Moreover, the union, which endorsed Ibarra in 2018, has what its members say is another motivation to oppose Ibarra. In the aftermath of the June 2020 protests in San Bernardino that were sparked by the Minneapolis, Minnesota Police Department’s killing of George Floyd, Ibarra was critical of the San Bernardino Police Department’s response, saying it was not aggressive enough in protecting property and businesses that were under siege by protesters-turned-rioters-and-looters. She suggested that the department had too many upper management positions and too few uniformed officers on the streets. She said residents and business owners in the Second Ward had complained to her about “a lack of response out there.” She questioned whether the sergeants, lieutenants and captains in the department were “helping the people who work and live in the city.”

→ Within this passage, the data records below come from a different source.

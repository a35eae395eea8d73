//! Saga pattern implementation for checkout orchestration.
//!
//! This crate drives a distributed checkout across two independently
//! owned services without a shared transaction. The saga follows these
//! steps, each executed per item in strict list order:
//! 1. Reserve stock (price lookup + reservation against the catalog)
//! 2. Create order (persistence in the order service)
//! 3. Commit stock (finalize the reservations)
//!
//! If a step fails, reservations still held are released in reverse
//! order on a best-effort basis. Committing is the point of no return:
//! once any item's stock is committed, its order stands.

pub mod coordinator;
pub mod error;
pub mod services;
pub mod step;

pub use coordinator::{CheckoutReceipt, SagaCoordinator};
pub use error::{CompensationReport, PartialFailure, SagaError, UpstreamError};
pub use services::{
    CatalogService, InMemoryCatalogService, InMemoryOrderService, NewOrder, OrderService,
};
pub use step::SagaStep;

In response, the San Bernardino Police Officers Association in an open letter blasted Ibarra, saying she had “blatantly attacked the integrity of the men and women of the San Bernardino Police Department,” asserting “Ms. Ibarra’s claim that the San Bernardino Police Department was ineffective is… false.”
Questions have been raised, however, about the police union’s support of Elliott, whose residency status in the Second Ward has been challenged. A number of people have said that he is actually a resident of the Seventh Ward, and had changed his registration to an apartment he may or may not actually occupy in the Second Ward just prior to the filing deadline for candidacy.

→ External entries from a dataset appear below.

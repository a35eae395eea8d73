//! External service traits and in-memory implementations for saga steps.

pub mod catalog;
pub mod orders;

pub use catalog::{CatalogService, InMemoryCatalogService};
pub use orders::{InMemoryOrderService, NewOrder, OrderService};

Ibarra, upon whom Valdivia relied for support in the first six to eight months that she was in office following her 2018 election, parted ways with Valdivia by the fall of 2019. With only a few exceptions since that time, she has voted with First Ward Councilman Ted Sanchez, Shorett, Fifth Ward Councilman Ben Reynoso, Sixth Ward Councilwoman Kimberly Calvin and Seventh Ward Councilman Damon Alexander in opposition to the positions that Valdivia has taken on issues of substance or controversy.
The union is supporting Craig over Shorett in the Fourth Ward because Shorett has been, since even before Valdivia was mayor and was serving in the capacity of Third Ward Councilman from 2012 until 2018, Valdivia’s most implacable opponent.

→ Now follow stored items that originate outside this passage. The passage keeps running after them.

//! Checkout request model and validation.

use serde::{Deserialize, Serialize};

use crate::error::DomainError;
use crate::value_objects::{BearerToken, Money, ProductId};

/// Largest quantity accepted for a single cart line.
pub const MAX_LINE_QUANTITY: u32 = 10_000;

/// One line of a checkout cart: a product and how many units to buy.
#[derive(Debug, Clone, PartialEq, Eq, Serialize, Deserialize)]
pub struct CartItem {
    pub product_id: ProductId,
    pub quantity: u32,
}

impl CartItem {
    /// Creates a cart line.
    pub fn new(product_id: impl Into<ProductId>, quantity: u32) -> Self {
        Self {
            product_id: product_id.into(),
            quantity,
        }
    }

    /// Attaches the unit price looked up from the catalog, producing the
    /// priced form used for order creation.
    pub fn priced(self, unit_price: Money) -> PricedItem {
        let line_total = unit_price.multiply(self.quantity);
        PricedItem {
            product_id: self.product_id,
            quantity: self.quantity,
            unit_price,
            line_total,
        }
    }
}

/// A cart line with its catalog price attached.
#[derive(Debug, Clone, PartialEq, Eq, Serialize)]
pub struct PricedItem {
    pub product_id: ProductId,
    pub quantity: u32,
    pub unit_price: Money,
    pub line_total: Money,
}

/// A validated checkout request ready for orchestration.
#[derive(Debug, Clone)]
pub struct CheckoutRequest {
    pub customer_name: String,
    pub items: Vec<CartItem>,
    pub credential: Option<BearerToken>,
}

impl CheckoutRequest {
    /// Checks the structural rules a request must satisfy before any
    /// upstream call is made.
    pub fn validate(&self) -> Result<(), DomainError> {
        if self.credential.is_none() {
            return Err(DomainError::MissingCredential);
        }

        if self.customer_name.trim().is_empty() {
            return Err(DomainError::MissingCustomerName);
        }

        if self.items.is_empty() {
            return Err(DomainError::EmptyCart);
        }

        for item in &self.items {
            if item.product_id.as_str().trim().is_empty() {
                return Err(DomainError::MissingProductId);
            }
            if item.quantity == 0 || item.quantity > MAX_LINE_QUANTITY {
                return Err(DomainError::InvalidQuantity {
                    product_id: item.product_id.clone(),
                    quantity: item.quantity,
                });
            }
        }

        Ok(())
    }

    /// Returns the caller credential, or an error when it is absent.
    pub fn credential(&self) -> Result<&BearerToken, DomainError> {
        self.credential
            .as_ref()
            .ok_or(DomainError::MissingCredential)
    }
}

#[cfg(test)]
mod tests {
    use super::*;
    use rust_decimal_macros::dec;

    fn valid_request() -> CheckoutRequest {
        CheckoutRequest {
            customer_name: "Maria Garcia".to_string(),
            items: vec![CartItem::new("PRD-001", 2)],
            credential: Some(BearerToken::new("token-1")),
        }
    }

    #[test]
    fn test_valid_request_passes() {
        assert!(valid_request().validate().is_ok());
    }

    #[test]
    fn test_missing_credential_rejected() {
        let mut request = valid_request();
        request.credential = None;
        assert_eq!(request.validate(), Err(DomainError::MissingCredential));
    }

    #[test]
    fn test_blank_customer_name_rejected() {
        let mut request = valid_request();
        request.customer_name = "   ".to_string();
        assert_eq!(request.validate(), Err(DomainError::MissingCustomerName));
    }

    #[test]
    fn test_empty_cart_rejected() {
        let mut request = valid_request();
        request.items.clear();
        assert_eq!(request.validate(), Err(DomainError::EmptyCart));
    }

    #[test]
    fn test_zero_quantity_rejected() {
        let mut request = valid_request();
        request.items.push(CartItem::new("PRD-002", 0));
        assert_eq!(
            request.validate(),
            Err(DomainError::InvalidQuantity {
                product_id: ProductId::new("PRD-002"),
                quantity: 0,
            })
        );
    }

    #[test]
    fn test_oversized_quantity_rejected() {
        let mut request = valid_request();
        request.items[0].quantity = MAX_LINE_QUANTITY + 1;
        assert!(matches!(
            request.validate(),
            Err(DomainError::InvalidQuantity { .. })
        ));
    }

    #[test]
    fn test_blank_product_id_rejected() {
        let mut request = valid_request();
        request.items[0].product_id = ProductId::new("  ");
        assert_eq!(request.validate(), Err(DomainError::MissingProductId));
    }

    #[test]
    fn test_pricing_a_line_computes_total() {
        let priced = CartItem::new("PRD-001", 3).priced(Money::new(dec!(150000)));
        assert_eq!(priced.unit_price.amount(), dec!(150000));
        assert_eq!(priced.line_total.amount(), dec!(450000));
    }
}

The union is backing Ted Sanchez in his run for reelection in the First Ward against Gil Botello, whom he beat in 2018. The police officer who spoke with the Sentinel said that while it is accurate that Sanchez has been out of step with Valdivia on a significant number of issues for nearly three years, he has been a steady supporter of the police department and its officers. On matters relating to the department, the officer said, Sanchez can be relied upon to side with Valdivia and others who hold the police department in high regard. Further, it was said, it is not beyond reason that Sanchez might make a reappraisal of his currently testy relationship with Valdivia after the election.
The Sentinel’s effort to speak with Jon Plummer, the president of the San Bernardino Police Officers Association about the union’s endorsements and its potential knowledge about Elliott’s actual residency was unsuccessful.
The Sentinel is informed that Chris Jones, Valdivia’s political consultant, is working to promote the candidacies of Botello, Elliott and Craig.